Shiny Rock Syndrome

A few days ago I described my case of Shiny Rock Syndrome, the opposite of OCD. It was such a poignant article that BlogHer even advertised it. Educating the public about this illness is the first step in finding a cure. Millions of people are suffering from this sickness right now! As an illustration of my life as an SRS victim, here is how my day went:
1. Pour a cup of coffee, go to get the cream
2. Notice there is a plate of old leftovers to be thrown away
3. At trashcan, notice all the dishes from yesterday filling the sink, clean one and open the dishwasher, which is full. Stop. Remember the cup of coffee, get the cream
4. Shop online for new used cars
5. Get distracted by some advertisement for airline flights
6. Begin budgeting for my family trip cross country in New Zealand-I have miles enough to buy TWO tickets already!! And the price of a motor coach hire is only $1500/week!
7. Remember my children's book idea from yesterday-open a Word page and begin writing my book about Sam's affinity for sweets
8. Answer the phone
9. Begin the mountain of dishes in my sink
10. Pick up Shelby from kindergarten, go to the bank
11. Finish writing my book
12. Call my sister to tell her about my book
13. Color with the girls, and draft what my character, Sam, might look like
14. Write a letter to a publishing house
15. Call my mom, I'm really excited about this book
16. Edit the book
17. Make dinner
18. Bathe the kids while editing the book
19. Burn the mac and cheese I forgot about on the stove
20. Make more dinner
21. Get kids out of bath but leave them naked, get distracted by recent emails
22. Clean up Ana's pee on the floor, dress girls in pajamas

This is a life of distraction and little efficiency. Please, help stop SRS. Call or send your donation to Cultured Nativity, 1234 Besting Way, Shell Beach, California, 1-800-STOP-SRS


A Cup of Crack

My family had been invited to the "Playhouse Follies" last night to watch Mimi tap dance alongside various other magicians, comedians, ballerinas, singers and skit performances. Sort of like a circus on stage. Since my husband had suddenly developed worker's syndrome, leaving our "family night" less one member, I struggled with the idea of managing two kids (again) for a public outing. And then, just as soon as my anxiety appeared, I was slammed into a phone booth and transformed into Super MOM!!!! Slinky red cape and all.
"Well my dearies," Super Mom proclaimed, "Looks like we're having a 'Girls' Date Night'! Let's get pretty because Daddy's going to buy us dinner before the show!!"
That's right, I decided to take both my daughter's out for a civilized meal in a public place....alone.
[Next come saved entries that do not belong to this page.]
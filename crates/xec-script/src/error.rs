/// Error types for script operations.
///
/// Covers hex and ASM parsing, push encoding and decoding, and template
/// construction problems.
#[derive(Debug, thiserror::Error)]
pub enum ScriptError {
    /// Invalid hex string.
    #[error("invalid hex: {0}")]
    InvalidHex(String),

    /// Invalid opcode data encountered during ASM parsing.
    #[error("invalid opcode data: {0}")]
    InvalidOpcodeData(String),

    /// Attempted to append a push opcode without its data.
    #[error("use append_push_data for push data opcodes: {0}")]
    InvalidOpcodeType(String),

    /// Not enough data in script to complete a push operation.
    #[error("not enough data")]
    DataTooSmall,

    /// Push data exceeds the largest encodable size.
    #[error("data too big")]
    DataTooBig,

    /// One of several pushed parts exceeds the largest encodable size.
    #[error("part too big '{0}'")]
    PartTooBig(usize),

    /// The script contains a non-push operation where only pushes are allowed.
    #[error("script is not push-only")]
    NotPushOnly,

    /// A multisig template was requested with inconsistent parameters.
    #[error("invalid multisig: {0}")]
    InvalidMultisig(String),

    /// Error from primitives crate.
    #[error("primitives error: {0}")]
    Primitives(#[from] xec_primitives::PrimitivesError),
}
With my trusty cape, a pair of tight denim slacks and some cashmere, I bathed and dressed my children and headed out in search of a fine dining experience where this Super Mom could order a stiff drink and enjoy herself despite the absence of her untrusty sidekick. We found ourselves seated in the near empty patio area of Robin's, in Cambria. Apparently, the secret to dining success is being an early bird. Two other families arrived shortly after, each with one entertaining toddler, and were seated well within the scope of visual distraction. PERFECT.
I ordered the Lamb Shank for me and a Cosmo, the girls split the Kid's Chicken with vegetables. There was a smattering of "Pleases" and "Thank Yous", frequent use of napkins AND forks. There was even a fairly pleasant bathroom experience which involved one toddler on the toilet while the other sat quietly alone at the table and Super Mom hovered in the 6 foot distance between the two.
How could this be? How could I have pulled this off? Something has to go wrong. And so, we raised our cups and proposed a toast to Daddy's generosity, "Thanks for dinner, Daddy" we said. And the sound of kid cups clinked against my martini glass.
As we made our exit, I'm certain my platforms never touched the ground, as I led my perfect angels out of the restaurant.
Lady Luck continued on our ride to the coffee shop where I promised giant cookies -even Super Mom stoops to bribery. The half dazed high school student greeted us at the door with, "I hope you only want drip coffee." I could see why this place was empty.
"Well, okay," Super Mom replied, "Do you have any giant cookies for my accompanying angels? And yes, I will have a cup of coffee, DECAFFEINATED, please." It was 7 and this Super Mom needed her rest tonight.
The pierced and disinterested barista turned a lazy circle and reappeared with a Styrofoam cup of joe and two giant chocolate cookies.
I raised the cup to my lips and was met with an icy cold liquid. "Um, this is the coldest cup of coffee I have ever had," said Super Mom.
He vaguely hid his annoyance while snatching the cup out of my hand (I could crush you with one squeeze of my Super Grip, kid). And with his back turned, he said, "Oh, that's right, you wanted decaf, right? I happen to have some freshly brewed right here."
Somewhere off in the distance an evil cackle filled the air and I swear I caught a glimpse of horns protruding from his greasy head of hair as he handed me the steaming cup of coffee. Super mom grabbed her angels and made for the door.
Lady Luck was by our side as we found our seats at the Follies, and the girls stood riveted by every act, even the bad ones. They laughed and sang along, they even pleaded to return after the intermission, even though Super Mom encouraged an early end to our perfect evening. At 9:30 we arrived home safely, both angels sound asleep in their seats. What have I done to deserve this?!
John pulled into the driveway in time to help deliver our perfect, sleeping children to their beds. And before long, our little house was dark and quiet. It's really quiet in here. I changed positions in bed to stare at the ceiling. I tried my usual calming methods from yoga but my Super Brain would not turn off. I calculated house payments, college tuition, ages of family members in 7 years. I made grocery lists. I got up to scribble some ideas on the chalkboard. I returned to my uninviting bed. I tossed some more. I contemplated getting up to do a few loads of laundry, or maybe even reorganize that junk drawer in the kitchen. What the hell is wring with me? The clock read 11:57.
And suddenly, Super Mom made her most brilliant discovery. I sat bolt upright in bed, my heart racing, my finger pointed towards the sky, "THAT LITTLE F*$!ER SOLD ME CUP OF CAFFEINATED COFFEE!!!!!! AAAUUUUUGGHHHHHH!!!""
Rats, foiled again.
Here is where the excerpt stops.